When words emerge from inside my head onto screen or paper, they cross a boundary from inner self to outer world to make themselves visible. This blog uses mainly the unbounded form of free writing (see Blog 4) to explore some personal impressions of my own sense of boundaries.

Free-writing by its very nature is without the boundaries of formal writing and considered editing of prose or poems. When I free-write, I value a feeling of freedom within myself. Rather appropriate and paradoxical that this style of writing helped me know my boundaries better.

The OED defines boundaries in terms of ‘limits’ and ‘dividing lines’. A series of short limited journal extracts follow separated with explanatory headings.

Fixed Boundaries

Real walls don’t move – they are built of materials such as mud, stones or bricks, cement too. For thousands of years, they have provided dwellings for humans, for animals and given shelter from heat or cold.

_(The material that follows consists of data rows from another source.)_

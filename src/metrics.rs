//! Prometheus metrics for generation jobs.
//!
//! Metrics are registered once in a process-wide registry. Recording before
//! [`init_metrics`] is a no-op, so library users that never call it pay nothing.

use std::sync::OnceLock;
use std::time::Duration;

use prometheus::{Encoder, Gauge, HistogramOpts, HistogramVec, IntCounterVec, Opts, Registry, TextEncoder};

use crate::error::MetricsError;
use crate::job::{Mode, Outcome};

/// Global registry for all gen-forge metrics.
pub static REGISTRY: OnceLock<Registry> = OnceLock::new();

/// Jobs finished, labeled by mode and outcome label.
pub static JOBS_TOTAL: OnceLock<IntCounterVec> = OnceLock::new();

/// Job wall-clock duration in seconds, labeled by mode.
pub static JOB_DURATION: OnceLock<HistogramVec> = OnceLock::new();

/// Jobs currently running.
pub static JOBS_IN_PROGRESS: OnceLock<Gauge> = OnceLock::new();

/// Registers all metrics. Calling it again is harmless.
pub fn init_metrics() -> Result<(), MetricsError> {
    if REGISTRY.get().is_some() {
        return Ok(());
    }

    let registry = Registry::new();

    let jobs_total = IntCounterVec::new(
        Opts::new("gen_forge_jobs_total", "Total number of generation jobs"),
        &["mode", "outcome"],
    )?;

    let job_duration = HistogramVec::new(
        HistogramOpts::new(
            "gen_forge_job_duration_seconds",
            "Generation job duration in seconds",
        )
        .buckets(vec![0.5, 1.0, 5.0, 15.0, 30.0, 60.0, 120.0, 300.0, 600.0]),
        &["mode"],
    )?;

    let jobs_in_progress = Gauge::new(
        "gen_forge_jobs_in_progress",
        "Number of generation jobs currently running",
    )?;

    registry.register(Box::new(jobs_total.clone()))?;
    registry.register(Box::new(job_duration.clone()))?;
    registry.register(Box::new(jobs_in_progress.clone()))?;

    // Losing a race with another initializer leaves the winner's metrics in place
    let _ = REGISTRY.set(registry);
    let _ = JOBS_TOTAL.set(jobs_total);
    let _ = JOB_DURATION.set(job_duration);
    let _ = JOBS_IN_PROGRESS.set(jobs_in_progress);

    tracing::debug!("Prometheus metrics initialized");
    Ok(())
}

/// Marks a job as started.
pub fn job_started() {
    if let Some(gauge) = JOBS_IN_PROGRESS.get() {
        gauge.inc();
    }
}

/// Records a finished job.
pub fn job_finished(mode: Mode, outcome: &Outcome, duration: Duration) {
    if let Some(gauge) = JOBS_IN_PROGRESS.get() {
        gauge.dec();
    }
    if let Some(counter) = JOBS_TOTAL.get() {
        counter
            .with_label_values(&[mode.as_str(), outcome.label()])
            .inc();
    }
    if let Some(histogram) = JOB_DURATION.get() {
        histogram
            .with_label_values(&[mode.as_str()])
            .observe(duration.as_secs_f64());
    }
}

/// Renders all registered metrics in the Prometheus text format.
pub fn export_metrics() -> String {
    let Some(registry) = REGISTRY.get() else {
        return "# Metrics not initialized. Call init_metrics() first.\n".to_string();
    };

    let encoder = TextEncoder::new();
    let mut buffer = Vec::new();
    if let Err(e) = encoder.encode(&registry.gather(), &mut buffer) {
        return format!("# Error encoding metrics: {}\n", e);
    }

    String::from_utf8(buffer)
        .unwrap_or_else(|e| format!("# Error converting metrics to UTF-8: {}\n", e))
}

When I look for boundaries I see them everywhere: walls, fences, railings, roof-tops, high rise flats, hedges and lines of trees. All around us in cities, towns and the country-side.

Personal Boundaries

My own boundary is rooted in the sense of myself as a person. My exploratory writing, however, has challenged an assumption that boundaries are definite and static. I discovered, only through writing, that my own boundaries are flexible and often on the move.

Here’s a question I set myself – the answer doesn’t deal with boundaries of time and space, but is more to do with the quality of self and relationship:

Why are boundaries important?

They make me aware of my individuality, more so now having lived alone for six years and being older. I feel defined with a sense of separateness. It has not always been so.

When I am with others I look for edges where I may meet and engage, usually in conversation and empathy. The image of iron filings comes to mind – thinking of the attraction and distances – within the field of energy between me and another person.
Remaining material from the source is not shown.